Say an entrepreneur has started a company — she has moved from being an employee to embracing the title of founder. She and others now own this company and intend to build it out. She and her co-owners have shared commitments and goals. In her past life as an employee, she may have signed an employment agreement. But are employment or shareholder agreements essential tools for a startup founder? The answer is no — such documents are not necessary for an early-stage company, and may even hinder the ability of the company to attract investors and obtain financing.

A shareholder agreement identifies initial shareholders and defines each person’s roles and responsibilities. It may specify how equity can be transferred, it regulates the use of intellectual property belonging to the founders, and it imposes structure to formalize the shared commitment of the founders to the new venture. But in a closely held corporation with a limited number of owners, the agreement may be unnecessary and cost-prohibitive. The laws of the state in which a company is incorporated generally provide rules for the formation, ownership, and governance of a corporation, and these rules offer a sufficient structure for a company in its initial startup phase.

Employment agreements also present drawbacks for startups. While such agreements often provide for the retention, compensation, and buyout of employees, they are inherently unattractive to potential investors, who fear the company may be limited by existing contractual obligations. Investors prefer that the company have “at will” employees who can be freely terminated, so that cash can be used to build a business rather than pay off its founders.

So what documents are a good idea for startup founders to have? These include any documents outlining (1) the roles and responsibilities of the founders, (2) equity distribution and vesting (in case any founders leave or are replaced); and (3) how intellectual property rights are shared. Specifically, startup founders should have the following documents in place:

(1) Bylaws

This standard document, which is approved in connection with the incorporation of the company, governs the conduct of the company and sets forth the rights and powers of its stockholders, directors, and officers. It provides for a general overview of how the company operates and governs, and outlines the roles of its stockholders, directors, and officers.
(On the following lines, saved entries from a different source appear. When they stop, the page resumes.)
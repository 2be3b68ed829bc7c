use std::path::PathBuf;

use serde::{Deserialize, Serialize};

/// A single unit of simulated work: an SSTable-like blob with an opaque size.
#[derive(Debug, Clone, PartialEq, Eq, Serialize, Deserialize)]
pub struct WorkItem {
    pub key: String,
    pub size: i64,
}

impl WorkItem {
    pub fn new(key: impl Into<String>, size: i64) -> Self {
        Self {
            key: key.into(),
            size,
        }
    }
}

/// Worker tier. Declaration order doubles as the scheduling priority order
/// (`Large` < `Medium` < `Small` < `Universal`) via the derived `Ord` impl.
#[derive(Debug, Clone, Copy, PartialEq, Eq, PartialOrd, Ord, Hash, Serialize, Deserialize)]
pub enum Tier {
    Large,
    Medium,
    Small,
    Universal,
}

impl Tier {
    pub fn as_str(self) -> &'static str {
        match self {
            Tier::Small => "SMALL",
            Tier::Medium => "MEDIUM",
            Tier::Large => "LARGE",
            Tier::Universal => "UNIVERSAL",
        }
    }

    /// The three tiers that carry independent capacity configuration.
    /// `Universal` subsets borrow `Small`'s configuration (see design notes).
    pub fn scheduled_tiers() -> [Tier; 3] {
        [Tier::Large, Tier::Medium, Tier::Small]
    }

    /// The tier whose `TierConfig` and scheduling slot a subset of this tier
    /// actually uses. Only `Universal` differs from the identity mapping.
    pub fn config_tier(self) -> Tier {
        match self {
            Tier::Universal => Tier::Small,
            other => other,
        }
    }
}

impl std::str::FromStr for Tier {
    type Err = String;

    fn from_str(s: &str) -> Result<Self, Self::Err> {
        match s {
            "SMALL" => Ok(Tier::Small),
            "MEDIUM" => Ok(Tier::Medium),
            "LARGE" => Ok(Tier::Large),
            "UNIVERSAL" => Ok(Tier::Universal),
            other => Err(format!(
                "invalid tier: {other}. Must be one of: SMALL, MEDIUM, LARGE"
            )),
        }
    }
}

/// A parsed subset descriptor: a directory-tree leaf plus its work items.
///
/// Tiered and simple (universal) descriptors share every field; only `tier`
/// distinguishes them, so this stays a single struct rather than a sum type
/// over the whole record.
#[derive(Debug, Clone, Serialize, Deserialize)]
pub struct Subset {
    pub migration_id: String,
    pub label: String,
    pub subset_id: String,
    pub tier: Tier,
    pub num_sstables: u64,
    pub data_size: i64,
    pub path: PathBuf,
    pub items: Vec<WorkItem>,
}

impl Subset {
    /// Items to feed the thread simulator: the parsed items, or a single
    /// synthetic item covering `data_size` when the subset file was empty.
    pub fn effective_items(&self) -> Vec<WorkItem> {
        if self.items.is_empty() {
            vec![WorkItem::new("SST0", self.data_size)]
        } else {
            self.items.clone()
        }
    }

    /// `subset_id` parsed as a non-negative integer, used both for the
    /// canonical ordering key and as the worker identifier.
    pub fn numeric_subset_id(&self) -> Option<u64> {
        self.subset_id.parse::<u64>().ok()
    }

    /// Sort key implementing the `(tier_order, int_subset_id)` contract.
    /// Subsets whose ID does not parse as an integer sort to the end of
    /// their tier, ordered by raw string as a final tie-break.
    pub fn sort_key(&self) -> (Tier, bool, u64, &str) {
        match self.numeric_subset_id() {
            Some(n) => (self.tier, false, n, self.subset_id.as_str()),
            None => (self.tier, true, u64::MAX, self.subset_id.as_str()),
        }
    }
}

pub fn sort_subsets(subsets: &mut [Subset]) {
    subsets.sort_by(|a, b| a.sort_key().cmp(&b.sort_key()));
}

#[cfg(test)]
mod tests {
    use super::*;

    fn subset(tier: Tier, subset_id: &str) -> Subset {
        Subset {
            migration_id: "mig1".into(),
            label: "label".into(),
            subset_id: subset_id.into(),
            tier,
            num_sstables: 0,
            data_size: 0,
            path: PathBuf::new(),
            items: Vec::new(),
        }
    }

    #[test]
    fn tier_ordering_is_large_medium_small_universal() {
        assert!(Tier::Large < Tier::Medium);
        assert!(Tier::Medium < Tier::Small);
        assert!(Tier::Small < Tier::Universal);
    }

    #[test]
    fn sort_places_tiers_before_ids_and_unparseable_ids_last() {
        let mut subsets = vec![
            subset(Tier::Small, "2"),
            subset(Tier::Large, "10"),
            subset(Tier::Small, "abc"),
            subset(Tier::Large, "1"),
            subset(Tier::Small, "1"),
        ];
        sort_subsets(&mut subsets);
        let order: Vec<(Tier, &str)> = subsets.iter().map(|s| (s.tier, s.subset_id.as_str())).collect();
        assert_eq!(
            order,
            vec![
                (Tier::Large, "1"),
                (Tier::Large, "10"),
                (Tier::Small, "1"),
                (Tier::Small, "2"),
                (Tier::Small, "abc"),
            ]
        );
    }

    #[test]
    fn effective_items_falls_back_to_synthetic_item_when_empty() {
        let mut s = subset(Tier::Small, "1");
        s.data_size = 1000;
        let items = s.effective_items();
        assert_eq!(items, vec![WorkItem::new("SST0", 1000)]);
    }
}
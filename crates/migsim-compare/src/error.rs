use std::path::PathBuf;

use thiserror::Error;

#[derive(Error, Debug)]
pub enum Error {
    #[error("failed to read {path}: {source}")]
    Read {
        path: PathBuf,
        #[source]
        source: std::io::Error,
    },

    #[error("failed to parse execution report {path}: {source}")]
    Json {
        path: PathBuf,
        #[source]
        source: serde_json::Error,
    },

    #[error("failed to parse workers CSV {path}: {source}")]
    Csv {
        path: PathBuf,
        #[source]
        source: csv::Error,
    },

    #[error(transparent)]
    Other(#[from] anyhow::Error),
}

pub type Result<T> = std::result::Result<T, Error>;
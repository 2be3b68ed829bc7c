//! Re-reads two simulation runs' emitted artifacts and pairs migrations by
//! ID. Tolerant of CSV schema evolution: unknown columns are ignored,
//! missing efficiency columns yield a zeroed, flagged fallback, never a crash.

mod error;
mod loader;
mod model;

pub use error::{Error, Result};
pub use loader::compare_runs;
pub use model::{CompareOutcome, ComparisonResult, Delta, MigrationMetrics};
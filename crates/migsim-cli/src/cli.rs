use std::path::PathBuf;

use clap::{Parser, Subcommand, ValueEnum};

use migsim_core::ExecutionMode;

/// Default tier configuration, per Open Question 4 of the design notes:
/// `small=6/4, medium=4/6, large=1/10` (threads/max_workers).
pub const DEFAULT_SMALL_THREADS: u32 = 6;
pub const DEFAULT_MEDIUM_THREADS: u32 = 4;
pub const DEFAULT_LARGE_THREADS: u32 = 1;
pub const DEFAULT_SMALL_MAX_WORKERS: u32 = 4;
pub const DEFAULT_MEDIUM_MAX_WORKERS: u32 = 6;
pub const DEFAULT_LARGE_MAX_WORKERS: u32 = 10;
pub const DEFAULT_STRAGGLER_THRESHOLD: f64 = 20.0;
pub const DEFAULT_OUTPUT_NAME: &str = "simulation_results";
pub const DEFAULT_OUTPUT_DIR: &str = "output_files";

#[derive(Debug, Clone, Copy, PartialEq, Eq, ValueEnum)]
#[value(rename_all = "snake_case")]
pub enum ExecutionModeArg {
    Concurrent,
    Sequential,
    RoundRobin,
}

impl From<ExecutionModeArg> for ExecutionMode {
    fn from(value: ExecutionModeArg) -> Self {
        match value {
            ExecutionModeArg::Concurrent => ExecutionMode::Concurrent,
            ExecutionModeArg::Sequential => ExecutionMode::Sequential,
            ExecutionModeArg::RoundRobin => ExecutionMode::RoundRobin,
        }
    }
}

/// Discrete-event simulator for bulk data-migration worker scheduling.
///
/// Run without a subcommand to simulate a single migration (or a root
/// directory of several); use `compare` to diff two prior runs.
#[derive(Debug, Parser)]
#[command(name = "migsim", version, about, long_about = None)]
pub struct Cli {
    /// Directory to simulate: either a single migration directory
    /// (containing `metadata/subsets/`) or a root containing several such
    /// directories. Omit only when using the `compare` subcommand.
    pub input_dir: Option<PathBuf>,

    #[arg(long, default_value_t = DEFAULT_SMALL_THREADS)]
    pub small_threads: u32,
    #[arg(long, default_value_t = DEFAULT_MEDIUM_THREADS)]
    pub medium_threads: u32,
    #[arg(long, default_value_t = DEFAULT_LARGE_THREADS)]
    pub large_threads: u32,
    #[arg(long, default_value_t = DEFAULT_SMALL_MAX_WORKERS)]
    pub small_max_workers: u32,
    #[arg(long, default_value_t = DEFAULT_MEDIUM_MAX_WORKERS)]
    pub medium_max_workers: u32,
    #[arg(long, default_value_t = DEFAULT_LARGE_MAX_WORKERS)]
    pub large_max_workers: u32,

    /// Percentage above the working-thread average a thread must exceed to
    /// be flagged a straggler.
    #[arg(long, default_value_t = DEFAULT_STRAGGLER_THRESHOLD)]
    pub straggler_threshold: f64,

    /// Skip straggler analysis entirely.
    #[arg(long)]
    pub no_stragglers: bool,

    /// Only emit the summary CSV and execution-report JSON; skip the
    /// per-worker and per-thread detail CSVs.
    #[arg(long)]
    pub summary_only: bool,

    #[arg(long, value_enum, default_value_t = ExecutionModeArg::Concurrent)]
    pub execution_mode: ExecutionModeArg,

    /// Required (and only meaningful) when `--execution-mode round-robin`.
    #[arg(long)]
    pub max_concurrent_workers: Option<u32>,

    #[arg(long, default_value = DEFAULT_OUTPUT_NAME)]
    pub output_name: String,
    #[arg(long, default_value = DEFAULT_OUTPUT_DIR)]
    pub output_dir: PathBuf,

    /// Increase log verbosity; repeatable.
    #[arg(short = 'v', long = "verbose", action = clap::ArgAction::Count)]
    pub verbose: u8,

    /// Suppress non-warning output.
    #[arg(short = 'q', long = "quiet")]
    pub quiet: bool,

    #[command(subcommand)]
    pub command: Option<Command>,
}

#[derive(Debug, Subcommand)]
pub enum Command {
    /// Re-read two prior runs' output directories and pair migrations by ID.
    Compare {
        left: PathBuf,
        right: PathBuf,
        /// Write the comparison JSON here instead of stdout.
        #[arg(long)]
        output: Option<PathBuf>,
    },
}
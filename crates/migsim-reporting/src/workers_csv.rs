use std::path::Path;

use migsim_sim::Worker;

use crate::error::{Error, Result};
use crate::format::{fmt1, fmt2};

const HEADERS: [&str; 13] = [
    "Worker_ID",
    "Tier",
    "Start_Time",
    "End_Time",
    "Duration",
    "SSTable_Count",
    "Data_Size_GB",
    "Is_Straggler_Worker",
    "Num_Threads",
    "Total_Used_CPU_Time",
    "Total_Active_CPU_Time",
    "CPU_Inefficiency",
    "CPU_Efficiency_Percent",
];

/// Write `<base>_workers.csv`: one row per worker, in worker-ID order.
pub fn write_workers_csv(path: &Path, workers: &[Worker]) -> Result<()> {
    let file = std::fs::File::create(path).map_err(|source| Error::Write {
        path: path.to_path_buf(),
        source,
    })?;
    let mut wtr = csv::Writer::from_writer(file);
    wtr.write_record(HEADERS).map_err(|source| Error::Csv {
        path: path.to_path_buf(),
        source,
    })?;

    let mut ordered: Vec<&Worker> = workers.iter().collect();
    ordered.sort_by_key(|w| w.worker_id);

    for worker in ordered {
        let cpu = worker.cpu_efficiency();
        let data_size_gb = worker.total_sstable_size() as f64 / 1024f64.powi(3);
        let sstable_count: usize = worker.threads.iter().map(|t| t.processed_items.len()).sum();
        wtr.write_record([
            worker.worker_id.to_string(),
            worker.tier.as_str().to_string(),
            fmt2(worker.start_time),
            fmt2(worker.completion_time),
            fmt2(worker.completion_time - worker.start_time),
            sstable_count.to_string(),
            fmt2(data_size_gb),
            worker.is_straggler.to_string(),
            worker.num_threads.to_string(),
            fmt2(cpu.total_used_cpu_time),
            fmt2(cpu.total_active_cpu_time),
            fmt2(cpu.cpu_inefficiency),
            fmt1(cpu.cpu_efficiency_percent),
        ])
        .map_err(|source| Error::Csv {
            path: path.to_path_buf(),
            source,
        })?;
    }

    wtr.flush().map_err(|source| Error::Write {
        path: path.to_path_buf(),
        source,
    })?;
    Ok(())
}

#[cfg(test)]
mod tests {
    use super::*;
    use migsim_core::{Subset, Tier, WorkItem};
    use std::path::PathBuf;
    use tempfile::TempDir;

    fn worker(subset_id: &str, items: Vec<WorkItem>, num_threads: u32) -> Worker {
        let data_size = items.iter().map(|i| i.size).sum();
        let subset = Subset {
            migration_id: "mig1".into(),
            label: "lbl".into(),
            subset_id: subset_id.into(),
            tier: Tier::Small,
            num_sstables: items.len() as u64,
            data_size,
            path: PathBuf::new(),
            items,
        };
        Worker::new(subset, Tier::Small, num_threads, 0.0).unwrap()
    }

    #[test]
    fn writes_header_and_rows_in_worker_id_order() {
        let tmp = TempDir::new().unwrap();
        let path = tmp.path().join("out_workers.csv");
        let w2 = worker("2", vec![WorkItem::new("a", 10)], 1);
        let w1 = worker("1", vec![WorkItem::new("a", 5)], 1);
        write_workers_csv(&path, &[w2, w1]).unwrap();

        let content = std::fs::read_to_string(&path).unwrap();
        let mut lines = content.lines();
        assert!(lines.next().unwrap().starts_with("Worker_ID,Tier"));
        assert!(lines.next().unwrap().starts_with("1,SMALL"));
        assert!(lines.next().unwrap().starts_with("2,SMALL"));
    }
}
It also includes indemnification provisions, to reimburse any director or officer for expenses incurred in the course of litigation.

(2) Restricted Stock Purchase Agreement

This document provides for the issuance and sale of stock to the founders and sets forth initial provisions providing for a forfeiture of any unvested shares in the event a founder leaves the company prior to a specified date. Each founder signs their own restricted stock purchase agreement. Standard vesting is four years with a one-year cliff, and often includes acceleration provisions in the event of a change of control and involuntary termination thereafter. For more information on the benefits of vesting schedules and types of provisions, see Why Is Vesting Important for Founders? and 5 Important Considerations for Founder Vesting Schedules. For more information about vesting acceleration, see What Does Acceleration of Vesting Mean?

(3) 83(b) Election Form

This document gives a founder (or employee) the opportunity to pay taxes on the total fair market value of stock at the time of grant, as opposed to the time it vests. The purpose of this document is to allow founders to pre-pay their tax liability, assuming they expect the equity value of the stock to increase as the shares vest. This document can save founders significant amounts of money if the company does well but also carries risk: founders could pay taxes on earnings that never materialize if the company has a down round. The 83(b) election must be sent to the IRS within 30 days of the issuance of the shares Founders. Founders are advised to consult with their individual tax advisers regarding this election.

(4) Proprietary Information Invention Assignment Agreement

This document helps ensure that the company owns the technology and intellectual property developed by the founders and that the founders maintain the confidentiality of information they obtain in connection with their employment. This document also provides for non-disclosure provisions, invention assignment provisions, and non-compete or non-solicit provisions to give the company additional control. As more fully discussed in 4 Steps to Better Protect Your Ideas, this document helps outline who owns what intellectual property. Such IP protection can help a company be a more attractive investment.

The takeaway: Startup founders do not need the formalities of a shareholder or employment agreement. Startups generally lack structure at the outset, which can be helpful in addressing goals that remain dynamic and fluid at that stage. Such companies are built around ideas, people, and commitment, and initially can rely on general corporate laws and the simple suite of documents discussed above for governance.